BEGIN THE DATA

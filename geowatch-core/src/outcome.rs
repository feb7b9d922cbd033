use crate::entity::Citation;
use crate::types::Engine;
use chrono::{DateTime, Utc};
use serde::{Deserialize, Serialize};

/// What an adapter (browser or API) hands back for one query attempt.
///
/// Adapters never raise across this boundary: protocol trouble becomes
/// `success = false` plus a short human-readable `error`.
#[derive(Debug, Clone, Serialize, Deserialize)]
pub struct CrawlOutcome {
    pub success: bool,
    pub engine: Engine,
    pub query_text: String,
    pub response_text: String,
    pub citations: Vec<Citation>,
    #[serde(skip_serializing_if = "Option::is_none")]
    pub response_time_ms: Option<u64>,
    #[serde(skip_serializing_if = "Option::is_none")]
    pub raw_html: Option<String>,
    #[serde(skip_serializing_if = "Option::is_none")]
    pub screenshot_path: Option<String>,
    #[serde(skip_serializing_if = "Option::is_none")]
    pub error: Option<String>,
    pub requires_login: bool,
    #[serde(skip_serializing_if = "Option::is_none")]
    pub web_search_enabled: Option<bool>,
    /// Conversation turns consumed, including clarification follow-ups.
    #[serde(skip_serializing_if = "Option::is_none")]
    pub turns: Option<u32>,
    pub crawled_at: DateTime<Utc>,
}

impl CrawlOutcome {
    pub fn failure(engine: Engine, query_text: impl Into<String>, error: impl Into<String>) -> Self {
        Self {
            success: false,
            engine,
            query_text: query_text.into(),
            response_text: String::new(),
            citations: Vec::new(),
            response_time_ms: None,
            raw_html: None,
            screenshot_path: None,
            error: Some(error.into()),
            requires_login: false,
            web_search_enabled: None,
            turns: None,
            crawled_at: Utc::now(),
        }
    }

    pub fn login_required(engine: Engine, query_text: impl Into<String>) -> Self {
        Self {
            requires_login: true,
            ..Self::failure(engine, query_text, "login required, enrol a session credential")
        }
    }

    pub fn with_screenshot(mut self, path: Option<String>) -> Self {
        self.screenshot_path = path;
        self
    }
}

END THE DATA

• [EXERCISE BRIEF]: Copy out the entries. Change nothing.

• [SOLVED EXERCISE]:
filename geowatch-core/src/outcome.rs
repository feb7b9d922cbd033
use crate::entity::Citation;
use crate::types::Engine;
use chrono::{DateTime, Utc};
use serde::{Deserialize, Serialize};

/// What an adapter (browser or API) hands back for one query attempt.
///
/// Adapters never raise across this boundary: protocol trouble becomes
/// `success = false` plus a short human-readable `error`.
#[derive(Debug, Clone, Serialize, Deserialize)]
pub struct CrawlOutcome {
    pub success: bool,
    pub engine: Engine,
    pub query_text: String,
    pub response_text: String,
    pub citations: Vec<Citation>,
    #[serde(skip_serializing_if = "Option::is_none")]
    pub response_time_ms: Option<u64>,
    #[serde(skip_serializing_if = "Option::is_none")]
    pub raw_html: Option<String>,
    #[serde(skip_serializing_if = "Option::is_none")]
    pub screenshot_path: Option<String>,
    #[serde(skip_serializing_if = "Option::is_none")]
    pub error: Option<String>,
    pub requires_login: bool,
    #[serde(skip_serializing_if = "Option::is_none")]
    pub web_search_enabled: Option<bool>,
    /// Conversation turns consumed, including clarification follow-ups.
    #[serde(skip_serializing_if = "Option::is_none")]
    pub turns: Option<u32>,
    pub crawled_at: DateTime<Utc>,
}

impl CrawlOutcome {
    pub fn failure(engine: Engine, query_text: impl Into<String>, error: impl Into<String>) -> Self {
        Self {
            success: false,
            engine,
            query_text: query_text.into(),
            response_text: String::new(),
            citations: Vec::new(),
            response_time_ms: None,
            raw_html: None,
            screenshot_path: None,
            error: Some(error.into()),
            requires_login: false,
            web_search_enabled: None,
            turns: None,
            crawled_at: Utc::now(),
        }
    }

    pub fn login_required(engine: Engine, query_text: impl Into<String>) -> Self {
        Self {
            requires_login: true,
            ..Self::failure(engine, query_text, "login required, enrol a session credential")
        }
    }

    pub fn with_screenshot(mut self, path: Option<String>) -> Self {
        self.screenshot_path = path;
        self
    }
}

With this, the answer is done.